◆ Source information ◆

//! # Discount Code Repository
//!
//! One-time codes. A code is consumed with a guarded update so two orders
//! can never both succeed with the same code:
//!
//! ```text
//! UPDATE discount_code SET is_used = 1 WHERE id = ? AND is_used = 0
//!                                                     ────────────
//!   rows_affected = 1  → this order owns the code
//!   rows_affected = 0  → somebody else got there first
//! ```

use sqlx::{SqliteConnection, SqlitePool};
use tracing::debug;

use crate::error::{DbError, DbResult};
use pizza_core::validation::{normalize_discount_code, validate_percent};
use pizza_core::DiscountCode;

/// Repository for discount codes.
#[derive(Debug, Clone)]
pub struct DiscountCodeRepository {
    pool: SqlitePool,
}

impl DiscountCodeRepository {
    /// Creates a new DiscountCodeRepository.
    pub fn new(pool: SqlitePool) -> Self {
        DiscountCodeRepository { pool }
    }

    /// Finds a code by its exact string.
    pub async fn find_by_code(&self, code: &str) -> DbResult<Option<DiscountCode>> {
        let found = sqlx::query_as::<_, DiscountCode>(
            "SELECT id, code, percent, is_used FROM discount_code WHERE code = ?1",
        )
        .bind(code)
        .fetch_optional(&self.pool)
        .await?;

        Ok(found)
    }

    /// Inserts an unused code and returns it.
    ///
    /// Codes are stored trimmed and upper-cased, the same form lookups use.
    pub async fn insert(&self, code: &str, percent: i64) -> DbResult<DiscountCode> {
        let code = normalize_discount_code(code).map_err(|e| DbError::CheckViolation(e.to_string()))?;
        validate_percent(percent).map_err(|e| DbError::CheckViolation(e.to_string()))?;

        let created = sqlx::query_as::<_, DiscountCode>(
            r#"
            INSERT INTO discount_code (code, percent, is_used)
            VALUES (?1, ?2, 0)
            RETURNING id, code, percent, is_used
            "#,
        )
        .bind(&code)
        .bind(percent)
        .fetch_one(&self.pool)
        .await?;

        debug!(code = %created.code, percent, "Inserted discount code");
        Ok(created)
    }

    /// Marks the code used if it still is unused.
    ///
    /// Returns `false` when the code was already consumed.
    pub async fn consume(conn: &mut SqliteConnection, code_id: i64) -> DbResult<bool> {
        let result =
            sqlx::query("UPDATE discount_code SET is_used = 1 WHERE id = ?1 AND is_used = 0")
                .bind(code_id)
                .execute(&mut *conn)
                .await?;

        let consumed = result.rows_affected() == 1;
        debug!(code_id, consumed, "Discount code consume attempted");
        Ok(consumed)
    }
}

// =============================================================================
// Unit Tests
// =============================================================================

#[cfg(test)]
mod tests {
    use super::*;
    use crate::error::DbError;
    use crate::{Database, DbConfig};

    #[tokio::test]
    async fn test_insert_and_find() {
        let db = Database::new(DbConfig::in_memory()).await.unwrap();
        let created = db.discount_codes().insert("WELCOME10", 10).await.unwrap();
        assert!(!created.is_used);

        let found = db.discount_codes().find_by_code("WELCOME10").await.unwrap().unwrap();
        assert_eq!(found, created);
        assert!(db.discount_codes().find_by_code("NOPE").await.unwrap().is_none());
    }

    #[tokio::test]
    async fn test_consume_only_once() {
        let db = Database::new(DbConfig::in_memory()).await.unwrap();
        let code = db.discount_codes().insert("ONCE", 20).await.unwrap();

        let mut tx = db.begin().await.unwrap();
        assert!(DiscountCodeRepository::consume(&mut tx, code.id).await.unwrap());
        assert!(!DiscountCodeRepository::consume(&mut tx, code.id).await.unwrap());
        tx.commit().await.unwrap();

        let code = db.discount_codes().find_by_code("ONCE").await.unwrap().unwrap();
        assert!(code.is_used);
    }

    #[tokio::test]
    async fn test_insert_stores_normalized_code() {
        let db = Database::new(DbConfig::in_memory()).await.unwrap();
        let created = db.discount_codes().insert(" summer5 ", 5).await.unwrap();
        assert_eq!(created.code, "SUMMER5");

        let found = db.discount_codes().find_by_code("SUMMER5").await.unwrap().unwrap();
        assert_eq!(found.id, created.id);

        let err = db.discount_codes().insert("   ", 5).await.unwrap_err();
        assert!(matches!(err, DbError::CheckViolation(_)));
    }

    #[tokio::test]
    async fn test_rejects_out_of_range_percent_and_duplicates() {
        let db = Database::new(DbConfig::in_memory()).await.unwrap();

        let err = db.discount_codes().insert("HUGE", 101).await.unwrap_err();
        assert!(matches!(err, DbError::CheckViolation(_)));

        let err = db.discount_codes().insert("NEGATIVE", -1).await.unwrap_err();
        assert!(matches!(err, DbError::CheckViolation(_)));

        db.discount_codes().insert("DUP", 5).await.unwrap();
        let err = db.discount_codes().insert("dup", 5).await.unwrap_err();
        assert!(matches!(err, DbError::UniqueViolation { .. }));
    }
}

--

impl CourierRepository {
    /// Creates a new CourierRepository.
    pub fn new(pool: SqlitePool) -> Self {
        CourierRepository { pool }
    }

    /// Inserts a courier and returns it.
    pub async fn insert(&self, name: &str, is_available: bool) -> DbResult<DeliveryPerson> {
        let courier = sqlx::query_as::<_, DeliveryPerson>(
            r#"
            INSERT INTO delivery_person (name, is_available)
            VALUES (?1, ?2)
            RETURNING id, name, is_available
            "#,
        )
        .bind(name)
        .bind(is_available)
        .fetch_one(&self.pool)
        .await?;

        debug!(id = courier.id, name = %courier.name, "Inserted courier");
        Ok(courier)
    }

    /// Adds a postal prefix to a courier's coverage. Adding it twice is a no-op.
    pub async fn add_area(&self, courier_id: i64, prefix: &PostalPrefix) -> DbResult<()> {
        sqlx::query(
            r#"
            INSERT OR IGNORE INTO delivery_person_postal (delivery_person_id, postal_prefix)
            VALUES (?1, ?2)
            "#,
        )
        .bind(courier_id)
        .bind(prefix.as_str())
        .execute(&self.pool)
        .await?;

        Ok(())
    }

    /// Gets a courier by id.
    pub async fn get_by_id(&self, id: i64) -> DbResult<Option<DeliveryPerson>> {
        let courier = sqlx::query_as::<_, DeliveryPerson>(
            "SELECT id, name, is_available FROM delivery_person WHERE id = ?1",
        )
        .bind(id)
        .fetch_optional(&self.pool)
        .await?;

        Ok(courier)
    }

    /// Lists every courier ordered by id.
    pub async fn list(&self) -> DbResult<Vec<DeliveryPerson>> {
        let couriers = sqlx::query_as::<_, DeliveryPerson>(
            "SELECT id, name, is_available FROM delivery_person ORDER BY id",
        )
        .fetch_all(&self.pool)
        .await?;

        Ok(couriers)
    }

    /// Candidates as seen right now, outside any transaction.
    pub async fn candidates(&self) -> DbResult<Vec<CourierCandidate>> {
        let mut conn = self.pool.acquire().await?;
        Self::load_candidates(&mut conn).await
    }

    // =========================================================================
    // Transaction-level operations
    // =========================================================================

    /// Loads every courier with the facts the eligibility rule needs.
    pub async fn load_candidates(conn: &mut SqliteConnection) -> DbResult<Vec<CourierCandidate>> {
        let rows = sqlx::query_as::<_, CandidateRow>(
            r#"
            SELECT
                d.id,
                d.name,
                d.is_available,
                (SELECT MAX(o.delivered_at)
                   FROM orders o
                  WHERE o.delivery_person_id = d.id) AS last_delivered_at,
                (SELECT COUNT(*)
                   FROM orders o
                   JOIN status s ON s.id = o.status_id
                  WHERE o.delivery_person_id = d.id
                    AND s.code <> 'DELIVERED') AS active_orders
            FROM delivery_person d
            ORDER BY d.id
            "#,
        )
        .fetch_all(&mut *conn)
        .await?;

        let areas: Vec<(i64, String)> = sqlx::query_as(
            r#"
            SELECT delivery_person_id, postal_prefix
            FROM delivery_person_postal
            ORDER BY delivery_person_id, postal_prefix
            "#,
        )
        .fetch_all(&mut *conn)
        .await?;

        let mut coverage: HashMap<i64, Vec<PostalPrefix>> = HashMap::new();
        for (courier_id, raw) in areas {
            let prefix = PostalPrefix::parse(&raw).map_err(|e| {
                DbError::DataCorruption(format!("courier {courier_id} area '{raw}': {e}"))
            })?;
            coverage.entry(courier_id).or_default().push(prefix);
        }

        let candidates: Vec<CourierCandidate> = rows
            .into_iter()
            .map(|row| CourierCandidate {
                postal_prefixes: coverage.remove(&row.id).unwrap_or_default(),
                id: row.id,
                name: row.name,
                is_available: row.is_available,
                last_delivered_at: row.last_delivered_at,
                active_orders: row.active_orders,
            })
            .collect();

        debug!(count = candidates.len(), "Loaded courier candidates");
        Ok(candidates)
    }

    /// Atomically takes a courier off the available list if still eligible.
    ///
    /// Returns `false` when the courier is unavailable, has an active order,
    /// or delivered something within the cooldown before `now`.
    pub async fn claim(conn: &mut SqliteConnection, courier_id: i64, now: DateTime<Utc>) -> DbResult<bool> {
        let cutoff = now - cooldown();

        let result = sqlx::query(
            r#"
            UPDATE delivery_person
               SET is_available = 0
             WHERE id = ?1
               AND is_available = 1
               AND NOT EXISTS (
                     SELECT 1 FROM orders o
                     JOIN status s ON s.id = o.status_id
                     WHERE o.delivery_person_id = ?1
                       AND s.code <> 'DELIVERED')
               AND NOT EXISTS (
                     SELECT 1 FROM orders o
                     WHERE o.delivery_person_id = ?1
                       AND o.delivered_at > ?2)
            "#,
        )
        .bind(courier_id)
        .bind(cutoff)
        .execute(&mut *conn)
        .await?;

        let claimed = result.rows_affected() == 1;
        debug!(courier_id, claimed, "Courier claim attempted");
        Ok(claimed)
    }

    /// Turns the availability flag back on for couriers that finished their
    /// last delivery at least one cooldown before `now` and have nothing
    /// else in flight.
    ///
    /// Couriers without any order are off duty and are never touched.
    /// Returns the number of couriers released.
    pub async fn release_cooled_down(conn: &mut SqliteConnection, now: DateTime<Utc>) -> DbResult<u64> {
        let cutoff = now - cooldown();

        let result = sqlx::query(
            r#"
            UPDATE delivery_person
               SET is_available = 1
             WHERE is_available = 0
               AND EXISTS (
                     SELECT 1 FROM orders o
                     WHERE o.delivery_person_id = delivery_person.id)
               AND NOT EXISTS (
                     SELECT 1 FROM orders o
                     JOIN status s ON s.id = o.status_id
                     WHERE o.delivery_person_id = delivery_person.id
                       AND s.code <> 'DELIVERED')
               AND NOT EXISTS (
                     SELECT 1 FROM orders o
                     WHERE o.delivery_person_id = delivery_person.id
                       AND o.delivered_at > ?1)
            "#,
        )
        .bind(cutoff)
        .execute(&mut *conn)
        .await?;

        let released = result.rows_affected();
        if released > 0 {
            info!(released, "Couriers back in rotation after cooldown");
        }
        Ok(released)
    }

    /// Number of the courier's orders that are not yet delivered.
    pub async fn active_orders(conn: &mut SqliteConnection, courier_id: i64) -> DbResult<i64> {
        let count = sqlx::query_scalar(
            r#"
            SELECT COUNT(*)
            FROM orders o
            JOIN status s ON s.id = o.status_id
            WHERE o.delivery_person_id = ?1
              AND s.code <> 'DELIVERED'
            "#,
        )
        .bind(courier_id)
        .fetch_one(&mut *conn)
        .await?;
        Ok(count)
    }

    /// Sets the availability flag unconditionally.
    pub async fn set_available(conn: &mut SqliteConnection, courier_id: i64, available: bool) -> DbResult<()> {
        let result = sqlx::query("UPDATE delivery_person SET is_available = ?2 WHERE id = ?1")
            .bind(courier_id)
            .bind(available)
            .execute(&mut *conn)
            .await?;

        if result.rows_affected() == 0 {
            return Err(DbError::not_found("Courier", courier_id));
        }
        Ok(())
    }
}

---

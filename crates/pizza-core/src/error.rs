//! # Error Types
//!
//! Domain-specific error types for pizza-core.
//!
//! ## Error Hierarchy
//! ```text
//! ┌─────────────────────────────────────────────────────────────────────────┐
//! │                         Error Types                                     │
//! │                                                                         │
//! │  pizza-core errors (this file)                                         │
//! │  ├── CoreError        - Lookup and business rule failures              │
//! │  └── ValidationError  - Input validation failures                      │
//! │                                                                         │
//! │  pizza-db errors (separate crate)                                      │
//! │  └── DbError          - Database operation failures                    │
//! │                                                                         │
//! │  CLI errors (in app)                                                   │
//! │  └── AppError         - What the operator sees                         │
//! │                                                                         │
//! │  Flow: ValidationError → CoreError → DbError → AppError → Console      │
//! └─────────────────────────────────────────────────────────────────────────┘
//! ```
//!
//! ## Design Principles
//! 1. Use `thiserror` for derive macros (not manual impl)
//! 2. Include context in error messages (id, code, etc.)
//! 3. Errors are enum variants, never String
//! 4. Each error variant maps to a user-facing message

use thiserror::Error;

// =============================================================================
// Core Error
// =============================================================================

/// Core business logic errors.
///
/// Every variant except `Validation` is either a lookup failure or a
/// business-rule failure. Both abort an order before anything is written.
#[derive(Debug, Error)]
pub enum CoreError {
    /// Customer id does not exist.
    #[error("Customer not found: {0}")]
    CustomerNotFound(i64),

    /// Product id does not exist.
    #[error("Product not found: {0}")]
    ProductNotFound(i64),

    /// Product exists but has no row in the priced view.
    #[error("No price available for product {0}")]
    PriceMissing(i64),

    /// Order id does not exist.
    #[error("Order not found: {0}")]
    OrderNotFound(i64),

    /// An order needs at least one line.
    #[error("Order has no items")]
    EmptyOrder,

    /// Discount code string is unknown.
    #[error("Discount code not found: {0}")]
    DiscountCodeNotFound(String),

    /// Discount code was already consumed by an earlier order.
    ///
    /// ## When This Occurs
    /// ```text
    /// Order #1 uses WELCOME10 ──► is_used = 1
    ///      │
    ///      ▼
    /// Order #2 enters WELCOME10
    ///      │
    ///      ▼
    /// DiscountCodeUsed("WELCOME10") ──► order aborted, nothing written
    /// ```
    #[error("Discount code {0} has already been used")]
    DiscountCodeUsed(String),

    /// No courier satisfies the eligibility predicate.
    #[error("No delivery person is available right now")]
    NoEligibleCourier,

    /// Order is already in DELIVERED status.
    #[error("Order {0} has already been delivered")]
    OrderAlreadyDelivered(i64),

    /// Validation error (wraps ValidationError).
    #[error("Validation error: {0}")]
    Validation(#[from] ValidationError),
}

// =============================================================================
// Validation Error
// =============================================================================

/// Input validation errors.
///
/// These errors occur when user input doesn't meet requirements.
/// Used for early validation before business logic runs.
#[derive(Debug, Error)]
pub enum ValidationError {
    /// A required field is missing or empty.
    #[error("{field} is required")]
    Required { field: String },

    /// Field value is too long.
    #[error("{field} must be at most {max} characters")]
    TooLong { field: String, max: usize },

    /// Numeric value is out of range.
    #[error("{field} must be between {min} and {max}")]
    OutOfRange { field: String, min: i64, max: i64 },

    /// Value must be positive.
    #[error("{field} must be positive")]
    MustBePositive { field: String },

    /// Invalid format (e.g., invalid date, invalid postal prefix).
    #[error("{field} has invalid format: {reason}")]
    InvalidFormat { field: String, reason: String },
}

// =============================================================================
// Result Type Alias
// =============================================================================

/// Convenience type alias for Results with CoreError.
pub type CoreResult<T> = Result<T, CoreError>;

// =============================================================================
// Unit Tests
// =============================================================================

◆ What is needed ◆
Find all lines in the records that hold the word "availability". Copy them.

◆ Written answer ◆
    /// Turns the availability flag back on for couriers that finished their
    /// Sets the availability flag unconditionally.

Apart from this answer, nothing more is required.